(This picture has little to do with the content of this post, but it makes me smile. Thank you, Bill Watterson!)
There is nothing worse than sitting over a blank sheet of paper and knowing, deeeeeeeeep in the back of your brain, that you have only one week to churn out a short story that will submitted to the all-consuming editorial maw of your peers and you're stuck with this piece of crap for weeks, doing revision after revision until your hands shake and you understand why Fitzgerald and Hemingway became alcoholics, but you have to keep editing and editing because your grade and writing reputation is at stake, here, but you get so damn tired that-
Yeah, I'm going to stop right there with that line of thought.
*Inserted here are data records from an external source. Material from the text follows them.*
//! Persistence layer — libSQL-backed storage for intake records.

pub mod libsql_backend;
pub mod migrations;
pub mod traits;

pub use libsql_backend::LibSqlBackend;
pub use traits::Database;
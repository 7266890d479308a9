//! Version-tracked database migrations for the libSQL backend.
//!
//! Each migration has a version number and SQL. `run_migrations()` checks
//! the current version and applies only the new ones sequentially.

use libsql::Connection;

use crate::error::DatabaseError;

/// A single migration step.
struct Migration {
    version: i64,
    name: &'static str,
    sql: &'static str,
}

/// All migrations in order. Add new versions to the end.
static MIGRATIONS: &[Migration] = &[Migration {
    version: 1,
    name: "initial_schema",
    sql: r#"
        CREATE TABLE IF NOT EXISTS intake_records (
            id TEXT PRIMARY KEY,
            patient_name TEXT NOT NULL,
            patient_email TEXT NOT NULL,
            symptoms TEXT NOT NULL,
            responses TEXT NOT NULL,
            created_at TEXT NOT NULL
        );
        CREATE INDEX IF NOT EXISTS idx_intake_records_created ON intake_records(created_at);
        CREATE INDEX IF NOT EXISTS idx_intake_records_email ON intake_records(patient_email);
    "#,
}];

/// Run all pending migrations against the given connection.
///
/// Creates the `_migrations` table if it doesn't exist.
pub async fn run_migrations(conn: &Connection) -> Result<(), DatabaseError> {
    conn.execute(
        "CREATE TABLE IF NOT EXISTS _migrations (
            version INTEGER PRIMARY KEY,
            name TEXT NOT NULL,
            applied_at TEXT NOT NULL DEFAULT (datetime('now'))
        )",
        (),
    )
    .await
    .map_err(|e| DatabaseError::Migration(format!("Failed to create _migrations table: {e}")))?;

    let current_version = get_current_version(conn).await?;

    for migration in MIGRATIONS {
        if migration.version > current_version {
            tracing::info!(
                version = migration.version,
                name = migration.name,
                "Applying migration"
            );
            conn.execute_batch(migration.sql).await.map_err(|e| {
                DatabaseError::Migration(format!(
                    "Migration V{} ({}) failed: {e}",
                    migration.version, migration.name
                ))
            })?;
            seed_version(conn, migration.version, migration.name).await?;
        }
    }

    Ok(())
}

/// Get the highest applied migration version, or 0 if none.
async fn get_current_version(conn: &Connection) -> Result<i64, DatabaseError> {
    let mut rows = conn
        .query("SELECT COALESCE(MAX(version), 0) FROM _migrations", ())
        .await
        .map_err(|e| DatabaseError::Migration(format!("Failed to query migration version: {e}")))?;

    let row = rows
        .next()
        .await
        .map_err(|e| DatabaseError::Migration(format!("Failed to read migration version: {e}")))?;

    match row {
        Some(row) => {
            let version: i64 = row.get(0).map_err(|e| {
                DatabaseError::Migration(format!("Failed to parse migration version: {e}"))
            })?;
            Ok(version)
        }
        None => Ok(0),
    }
}

/// Insert a version record into `_migrations`.
async fn seed_version(conn: &Connection, version: i64, name: &str) -> Result<(), DatabaseError> {
    conn.execute(
        "INSERT OR IGNORE INTO _migrations (version, name) VALUES (?1, ?2)",
        libsql::params![version, name],
    )
    .await
    .map_err(|e| DatabaseError::Migration(format!("Failed to record migration V{version}: {e}")))?;
    Ok(())
}

#[cfg(test)]
mod tests {
    use super::*;

    async fn test_conn() -> Connection {
        let db = libsql::Builder::new_local(":memory:")
            .build()
            .await
            .unwrap();
        db.connect().unwrap()
    }

    #[tokio::test]
    async fn migrations_create_all_tables() {
        let conn = test_conn().await;
        run_migrations(&conn).await.unwrap();

        for table in &["intake_records", "_migrations"] {
            let mut rows = conn
                .query(
                    "SELECT COUNT(*) FROM sqlite_master WHERE type='table' AND name=?1",
                    libsql::params![*table],
                )
                .await
                .unwrap();
            let row = rows.next().await.unwrap().unwrap();
            let count: i64 = row.get(0).unwrap();
            assert_eq!(count, 1, "Table '{}' should exist", table);
        }
    }

    #[tokio::test]
    async fn migrations_are_idempotent() {
        let conn = test_conn().await;
        run_migrations(&conn).await.unwrap();
        // Running again should not fail
        run_migrations(&conn).await.unwrap();

        let version = get_current_version(&conn).await.unwrap();
        assert_eq!(version, 1);
    }

    #[tokio::test]
    async fn version_tracking() {
        let conn = test_conn().await;
        run_migrations(&conn).await.unwrap();

        let mut rows = conn
            .query("SELECT version, name FROM _migrations ORDER BY version", ())
            .await
            .unwrap();
        let row = rows.next().await.unwrap().unwrap();
        let version: i64 = row.get(0).unwrap();
        let name: String = row.get(1).unwrap();
        assert_eq!(version, 1);
        assert_eq!(name, "initial_schema");
    }
}
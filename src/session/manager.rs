//! IntakeManager — coordinates sessions, the rule table, narration, and
//! the record sink.
//!
//! Every operation locks exactly one session for its duration, validates
//! the session is at the expected step, mutates, and advances. Failed
//! validation never advances a step.

use std::collections::HashMap;
use std::sync::Arc;
use std::time::Duration;

use chrono::{DateTime, Utc};
use serde::{Deserialize, Serialize};
use tracing::{debug, info};
use uuid::Uuid;

use crate::error::IntakeError;
use crate::narration::{Narrator, narrate_or};
use crate::normalize::normalize;
use crate::rules::{FollowUpForm, RuleTable, aggregate};
use crate::session::model::{IntakeSession, PatientDetails, plausible_email};
use crate::session::prompts::{
    FALLBACK_FOLLOW_UP_INTRO, FALLBACK_GREETING, follow_up_intro_context, follow_up_intro_prompt,
    greeting_context, greeting_prompt,
};
use crate::session::registry::{SessionHandle, SessionRegistry};
use crate::session::state::IntakeStep;
use crate::sink::{RecordSink, spawn_commit};

// ── Request/response payloads ───────────────────────────────────────

/// Response to starting a new session.
#[derive(Debug, Clone, Serialize, Deserialize)]
pub struct BeginResponse {
    pub session_id: Uuid,
    pub step: IntakeStep,
    pub greeting: String,
}

/// Patient contact details for the collect-details step.
#[derive(Debug, Clone, Serialize, Deserialize)]
pub struct DetailsRequest {
    pub name: String,
    pub email: String,
}

#[derive(Debug, Clone, Serialize, Deserialize)]
pub struct DetailsResponse {
    pub step: IntakeStep,
    /// Symptom catalog the patient picks from, in rule-file order.
    pub symptoms: Vec<String>,
}

/// Symptoms selected by the patient.
#[derive(Debug, Clone, Serialize, Deserialize)]
pub struct SymptomsRequest {
    pub symptoms: Vec<String>,
}

#[derive(Debug, Clone, Serialize, Deserialize)]
pub struct SymptomsResponse {
    pub step: IntakeStep,
    pub intro: String,
    pub form: FollowUpForm,
}

/// Answers keyed by question text. Partial batches are merged; the step
/// only advances once every form question has been submitted at least once.
#[derive(Debug, Clone, Serialize, Deserialize)]
pub struct AnswersRequest {
    pub responses: HashMap<String, String>,
}

#[derive(Debug, Clone, Serialize, Deserialize)]
pub struct AnswersResponse {
    pub step: IntakeStep,
    pub record_id: Uuid,
    pub message: String,
}

/// Snapshot of a session for the status endpoint.
#[derive(Debug, Clone, Serialize, Deserialize)]
pub struct StatusResponse {
    pub session_id: Uuid,
    pub step: IntakeStep,
    pub selected_symptoms: Vec<String>,
    pub answered: usize,
    pub total_questions: usize,
    pub created_at: DateTime<Utc>,
    pub updated_at: DateTime<Utc>,
}

// ── Manager ─────────────────────────────────────────────────────────

/// Drives the intake flow from greeting to committed record.
pub struct IntakeManager {
    rules: Arc<RuleTable>,
    narrator: Arc<dyn Narrator>,
    sink: Arc<RecordSink>,
    sessions: Arc<SessionRegistry>,
    narration_timeout: Duration,
}

impl IntakeManager {
    pub fn new(
        rules: Arc<RuleTable>,
        narrator: Arc<dyn Narrator>,
        sink: Arc<RecordSink>,
        sessions: Arc<SessionRegistry>,
        narration_timeout: Duration,
    ) -> Self {
        Self {
            rules,
            narrator,
            sink,
            sessions,
            narration_timeout,
        }
    }

    /// Start a new session: narrate the greeting, register the session,
    /// and move it to the details step.
    pub async fn begin(&self) -> BeginResponse {
        let greeting = narrate_or(
            self.narrator.as_ref(),
            self.narration_timeout,
            &greeting_prompt(),
            &greeting_context(),
            FALLBACK_GREETING,
        )
        .await;

        let mut session = IntakeSession::new();
        let id = session.id;
        let _ = session.advance();
        let step = session.step;
        self.sessions.insert(session).await;
        info!(session_id = %id, "Intake session started");

        BeginResponse {
            session_id: id,
            step,
            greeting,
        }
    }

    /// Record the patient's name and email, then open symptom selection.
    pub async fn submit_details(
        &self,
        id: Uuid,
        req: DetailsRequest,
    ) -> Result<DetailsResponse, IntakeError> {
        let handle = self.fetch(id).await?;
        let mut session = handle.lock().await;
        ensure_step(&session, IntakeStep::CollectDetails)?;

        let name = req.name.trim();
        if name.is_empty() {
            return Err(IntakeError::invalid("name", "name must not be empty"));
        }
        let email = req.email.trim();
        if !plausible_email(email) {
            return Err(IntakeError::invalid(
                "email",
                "email address does not look valid",
            ));
        }

        session.details = Some(PatientDetails {
            name: name.to_string(),
            email: email.to_string(),
        });
        let _ = session.advance();
        info!(session_id = %id, "Patient details recorded");

        Ok(DetailsResponse {
            step: session.step,
            symptoms: self.rules.symptom_names(),
        })
    }

    /// Aggregate the follow-up form for the selected symptoms and open the
    /// follow-up step.
    pub async fn select_symptoms(
        &self,
        id: Uuid,
        req: SymptomsRequest,
    ) -> Result<SymptomsResponse, IntakeError> {
        let handle = self.fetch(id).await?;
        let mut session = handle.lock().await;
        ensure_step(&session, IntakeStep::SymptomSelection)?;

        let form = aggregate(&self.rules, &req.symptoms)?;
        debug!(
            session_id = %id,
            symptoms = req.symptoms.len(),
            questions = form.question_count(),
            "Follow-up form aggregated"
        );

        session.selected_symptoms = req.symptoms;
        session.follow_up_form = Some(form.clone());
        let _ = session.advance();

        let intro = narrate_or(
            self.narrator.as_ref(),
            self.narration_timeout,
            &follow_up_intro_prompt(),
            &follow_up_intro_context(&session.selected_symptoms, &form),
            FALLBACK_FOLLOW_UP_INTRO,
        )
        .await;

        Ok(SymptomsResponse {
            step: session.step,
            intro,
            form,
        })
    }

    /// Merge answers into the session; once every form question is covered,
    /// normalize and hand the record to the sink in the background.
    pub async fn submit_answers(
        &self,
        id: Uuid,
        req: AnswersRequest,
    ) -> Result<AnswersResponse, IntakeError> {
        let handle = self.fetch(id).await?;
        let mut session = handle.lock().await;
        ensure_step(&session, IntakeStep::FollowUp)?;

        session.record_answers(req.responses);

        let missing = session.missing_questions();
        if !missing.is_empty() {
            return Err(IntakeError::invalid(
                "responses",
                format!(
                    "{} question(s) still unanswered, starting with {:?}",
                    missing.len(),
                    missing[0]
                ),
            ));
        }

        let record = normalize(&session)?;
        let _ = session.advance();
        info!(session_id = %id, record_id = %record.id, "Intake submitted");

        let record_id = record.id;
        spawn_commit(Arc::clone(&self.sink), record);

        Ok(AnswersResponse {
            step: session.step,
            record_id,
            message: "Thank you. Your intake has been sent to the care team.".to_string(),
        })
    }

    /// Current snapshot of a session. Works at every step, including after
    /// submission.
    pub async fn status(&self, id: Uuid) -> Result<StatusResponse, IntakeError> {
        let handle = self.fetch(id).await?;
        let session = handle.lock().await;

        let total_questions = session
            .follow_up_form
            .as_ref()
            .map(FollowUpForm::question_count)
            .unwrap_or(0);
        let answered = total_questions.saturating_sub(session.missing_questions().len());

        Ok(StatusResponse {
            session_id: session.id,
            step: session.step,
            selected_symptoms: session.selected_symptoms.clone(),
            answered,
            total_questions,
            created_at: session.created_at,
            updated_at: session.updated_at,
        })
    }

    async fn fetch(&self, id: Uuid) -> Result<SessionHandle, IntakeError> {
        self.sessions
            .get(id)
            .await
            .ok_or(IntakeError::SessionNotFound { id })
    }
}

/// Reject a request aimed at the wrong step. Submitted sessions report as
/// closed rather than mismatched.
fn ensure_step(session: &IntakeSession, expected: IntakeStep) -> Result<(), IntakeError> {
    if session.step == expected {
        return Ok(());
    }
    if session.step == IntakeStep::Submitted {
        return Err(IntakeError::SessionClosed { id: session.id });
    }
    Err(IntakeError::StepMismatch {
        id: session.id,
        expected: expected.to_string(),
        actual: session.step.to_string(),
    })
}
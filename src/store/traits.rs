//! Unified `Database` trait — single async interface for persistence.

use async_trait::async_trait;
use uuid::Uuid;

use crate::error::DatabaseError;
use crate::session::model::IntakeRecord;

/// Backend-agnostic database trait covering intake records.
#[async_trait]
pub trait Database: Send + Sync {
    /// Run all pending schema migrations.
    async fn run_migrations(&self) -> Result<(), DatabaseError>;

    /// Insert a completed intake record.
    async fn insert_record(&self, record: &IntakeRecord) -> Result<(), DatabaseError>;

    /// Get a record by ID.
    async fn get_record(&self, id: Uuid) -> Result<Option<IntakeRecord>, DatabaseError>;

    /// List records, most recently submitted first.
    async fn list_records(&self, limit: usize) -> Result<Vec<IntakeRecord>, DatabaseError>;
}
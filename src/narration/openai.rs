//! OpenAI Chat Completions API adapter.

use async_trait::async_trait;
use secrecy::{ExposeSecret, SecretString};

use crate::error::NarrationError;
use crate::narration::{NARRATION_MAX_TOKENS, Narrator};

const COMPLETIONS_URL: &str = "https://api.openai.com/v1/chat/completions";

pub struct OpenAiNarrator {
    api_key: SecretString,
    model: String,
    client: reqwest::Client,
}

impl OpenAiNarrator {
    pub fn new(api_key: SecretString, model: impl Into<String>) -> Self {
        Self {
            api_key,
            model: model.into(),
            client: reqwest::Client::new(),
        }
    }
}

#[async_trait]
impl Narrator for OpenAiNarrator {
    fn name(&self) -> &str {
        "openai"
    }

    async fn generate(
        &self,
        system_prompt: &str,
        context: &str,
    ) -> Result<String, NarrationError> {
        let body = serde_json::json!({
            "model": self.model,
            "max_tokens": NARRATION_MAX_TOKENS,
            "messages": [
                { "role": "system", "content": system_prompt },
                { "role": "user", "content": context },
            ],
        });

        let resp = self
            .client
            .post(COMPLETIONS_URL)
            .bearer_auth(self.api_key.expose_secret())
            .json(&body)
            .send()
            .await
            .map_err(|e| NarrationError::RequestFailed {
                provider: "openai".into(),
                reason: e.to_string(),
            })?;

        if !resp.status().is_success() {
            let status = resp.status();
            let detail = resp.text().await.unwrap_or_default();
            return Err(NarrationError::RequestFailed {
                provider: "openai".into(),
                reason: format!("{status}: {detail}"),
            });
        }

        let data: serde_json::Value =
            resp.json().await.map_err(|e| NarrationError::InvalidResponse {
                provider: "openai".into(),
                reason: e.to_string(),
            })?;

        data.get("choices")
            .and_then(serde_json::Value::as_array)
            .and_then(|choices| choices.first())
            .and_then(|c| c.pointer("/message/content"))
            .and_then(serde_json::Value::as_str)
            .map(str::to_string)
            .ok_or_else(|| NarrationError::InvalidResponse {
                provider: "openai".into(),
                reason: "no message content in response".into(),
            })
    }
}

#[cfg(test)]
mod tests {
    use super::*;

    #[test]
    fn narrator_name() {
        let narrator = OpenAiNarrator::new(SecretString::from("sk-test"), "gpt-4o-mini");
        assert_eq!(narrator.name(), "openai");
    }

    #[tokio::test]
    async fn generate_with_fake_key_fails() {
        let narrator = OpenAiNarrator::new(SecretString::from("sk-test"), "gpt-4o-mini");
        let result = narrator.generate("You are a greeter.", "Say hello.").await;
        assert!(result.is_err());
    }
}
//! Submission normalization and record renderings.
//!
//! `normalize` turns a completed session into the canonical `IntakeRecord`:
//! every question of the aggregated form appears exactly once, unanswered or
//! blank questions carry the `NOT_ANSWERED` sentinel, and answer text is
//! stored raw. Markup escaping happens only in the renderings used by
//! notification channels, never in the stored record.

use chrono::Utc;

use crate::error::IntakeError;
use crate::session::model::{IntakeRecord, IntakeSession, ResponseEntry};

/// Sentinel stored for questions the patient left blank or never answered.
pub const NOT_ANSWERED: &str = "Not Answered";

/// Builds the canonical record for a session that has finished the
/// follow-up step.
///
/// The record's question set is exactly the form's question set, in form
/// order: answers for questions outside the form are dropped, and questions
/// without a usable answer get the sentinel. A session without collected
/// details or an aggregated form cannot be normalized; the caller keeps the
/// session where it is and reports the error.
pub fn normalize(session: &IntakeSession) -> Result<IntakeRecord, IntakeError> {
    let details = session
        .details
        .as_ref()
        .ok_or_else(|| IntakeError::invalid("details", "patient details have not been collected"))?;
    let form = session
        .follow_up_form
        .as_ref()
        .ok_or_else(|| IntakeError::invalid("form", "no follow-up form has been generated"))?;

    let responses = form
        .questions()
        .map(|question| {
            let answer = match session.responses.get(question) {
                Some(raw) if !raw.trim().is_empty() => raw.clone(),
                _ => NOT_ANSWERED.to_string(),
            };
            ResponseEntry {
                question: question.to_string(),
                answer,
            }
        })
        .collect();

    Ok(IntakeRecord {
        id: session.id,
        patient_name: details.name.clone(),
        patient_email: details.email.clone(),
        symptoms: session.selected_symptoms.clone(),
        responses,
        created_at: Utc::now(),
    })
}

/// Escapes `&`, `<` and `>` for markup-formatted renderings.
pub fn escape_markup(text: &str) -> String {
    let mut out = String::with_capacity(text.len());
    for c in text.chars() {
        match c {
            '&' => out.push_str("&amp;"),
            '<' => out.push_str("&lt;"),
            '>' => out.push_str("&gt;"),
            _ => out.push(c),
        }
    }
    out
}

/// HTML rendering for markup-capable channels. All record text is escaped.
pub fn render_html(record: &IntakeRecord) -> String {
    let mut lines = vec![
        "<b>New intake submission</b>".to_string(),
        format!(
            "<b>Patient:</b> {} ({})",
            escape_markup(&record.patient_name),
            escape_markup(&record.patient_email)
        ),
        format!(
            "<b>Symptoms:</b> {}",
            escape_markup(&record.symptoms.join(", "))
        ),
    ];
    for entry in &record.responses {
        lines.push(format!(
            "<b>{}</b> {}",
            escape_markup(&entry.question),
            escape_markup(&entry.answer)
        ));
    }
    lines.push(format!(
        "Ref {} · {}",
        record.id,
        record.created_at.format("%Y-%m-%d %H:%M UTC")
    ));
    lines.join("\n")
}

/// Plain-text rendering for channels without markup. Text stays raw.
pub fn render_text(record: &IntakeRecord) -> String {
    let mut lines = vec![
        "New intake submission".to_string(),
        format!(
            "Patient: {} ({})",
            record.patient_name, record.patient_email
        ),
        format!("Symptoms: {}", record.symptoms.join(", ")),
    ];
    for entry in &record.responses {
        lines.push(format!("{} {}", entry.question, entry.answer));
    }
    lines.push(format!(
        "Ref {} · {}",
        record.id,
        record.created_at.format("%Y-%m-%d %H:%M UTC")
    ));
    lines.join("\n")
}

#[cfg(test)]
mod tests {
    use std::collections::HashMap;

    use super::*;
    use crate::rules::{FollowUpForm, FormSection};
    use crate::session::model::PatientDetails;

    fn ready_session() -> IntakeSession {
        let mut session = IntakeSession::new();
        session.details = Some(PatientDetails {
            name: "Alice".into(),
            email: "alice@example.com".into(),
        });
        session.selected_symptoms = vec!["Chest Pain".into()];
        session.follow_up_form = Some(FollowUpForm {
            sections: vec![FormSection {
                name: "Cardiac History".into(),
                questions: vec![
                    "Pain duration?".into(),
                    "Pain triggers?".into(),
                    "At rest or exertion?".into(),
                ],
            }],
        });
        session
    }

    #[test]
    fn blank_answer_becomes_sentinel() {
        let mut session = ready_session();
        session.record_answers(HashMap::from([
            ("Pain duration?".to_string(), String::new()),
            ("Pain triggers?".to_string(), "stairs".to_string()),
            ("At rest or exertion?".to_string(), "   ".to_string()),
        ]));

        let record = normalize(&session).unwrap();
        assert_eq!(record.answer("Pain duration?"), Some(NOT_ANSWERED));
        assert_eq!(record.answer("Pain triggers?"), Some("stairs"));
        assert_eq!(record.answer("At rest or exertion?"), Some(NOT_ANSWERED));
    }

    #[test]
    fn absent_answer_becomes_sentinel() {
        let session = ready_session();
        let record = normalize(&session).unwrap();
        assert!(record.responses.iter().all(|e| e.answer == NOT_ANSWERED));
    }

    #[test]
    fn record_questions_match_form_exactly_and_in_order() {
        let mut session = ready_session();
        session.record_answers(HashMap::from([
            ("Pain duration?".to_string(), "two days".to_string()),
            // Not a form question; must not reach the record
            ("Favorite color?".to_string(), "green".to_string()),
        ]));

        let record = normalize(&session).unwrap();
        let questions: Vec<&str> = record.responses.iter().map(|e| e.question.as_str()).collect();
        assert_eq!(
            questions,
            vec!["Pain duration?", "Pain triggers?", "At rest or exertion?"]
        );
        assert_eq!(record.answer("Favorite color?"), None);
    }

    #[test]
    fn record_keeps_raw_answer_text() {
        let mut session = ready_session();
        session.record_answers(HashMap::from([(
            "Pain duration?".to_string(),
            "worse when <lying down> & standing".to_string(),
        )]));

        let record = normalize(&session).unwrap();
        assert_eq!(
            record.answer("Pain duration?"),
            Some("worse when <lying down> & standing")
        );
    }

    #[test]
    fn normalize_requires_details_and_form() {
        let mut session = IntakeSession::new();
        assert!(matches!(
            normalize(&session),
            Err(IntakeError::InvalidRequest { .. })
        ));

        session.details = Some(PatientDetails {
            name: "Bob".into(),
            email: "bob@example.com".into(),
        });
        let err = normalize(&session).unwrap_err();
        match err {
            IntakeError::InvalidRequest { field, .. } => assert_eq!(field, "form"),
            other => panic!("Expected InvalidRequest, got {other:?}"),
        }
    }

    #[test]
    fn escape_markup_escapes_the_three_metacharacters() {
        assert_eq!(
            escape_markup("a < b & c > d"),
            "a &lt; b &amp; c &gt; d"
        );
        assert_eq!(escape_markup("plain text"), "plain text");
        assert_eq!(escape_markup("&&"), "&amp;&amp;");
    }

    #[test]
    fn html_rendering_escapes_record_text() {
        let mut session = ready_session();
        session.record_answers(HashMap::from([(
            "Pain duration?".to_string(),
            "<2 days & nights>".to_string(),
        )]));
        let record = normalize(&session).unwrap();

        let html = render_html(&record);
        assert!(html.contains("&lt;2 days &amp; nights&gt;"));
        assert!(!html.contains("<2 days"));
        assert!(html.contains("<b>Pain duration?</b>"));
    }

    #[test]
    fn text_rendering_keeps_raw_text() {
        let mut session = ready_session();
        session.record_answers(HashMap::from([(
            "Pain duration?".to_string(),
            "<2 days & nights>".to_string(),
        )]));
        let record = normalize(&session).unwrap();

        let text = render_text(&record);
        assert!(text.contains("<2 days & nights>"));
        assert!(!text.contains("&lt;"));
        assert!(text.contains("Alice (alice@example.com)"));
    }
}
But that's the position I'm in-- I'll write, turn it in, get it back, do revisions, turn it back in again, get it back again, and so on. I know that at some point I will never want to see that story again.
I don't even know if I have a viable idea. It's something that happened several years ago, something that I thought would be too personal to write about. But I've been reading from my Creative Writing textbook and have come to the conclusion that if I change the characters, the setting, and the circumstances of my personal event, I could possibly come out of this with a good story on my hands. Or I could come out with a cliched piece of crap. Whichever.
I have no idea why this is so hard for me. Maybe it's because I have spent years writing critical essays that I've totally lost the knack for fiction. Hell, even my personal essays are mostly true, though admitted sometimes exaggerated to get the point across. This jumping into this short story stuff is like trying to do a split having not stretched for years: it going to hurt like hell.
Maybe I can come out of this unscathed and having learned a great deal about my craft. If not, my 21st birthday is coming up. Geniuses like Fitzgerald and Hemingway couldn't have gone too wrong!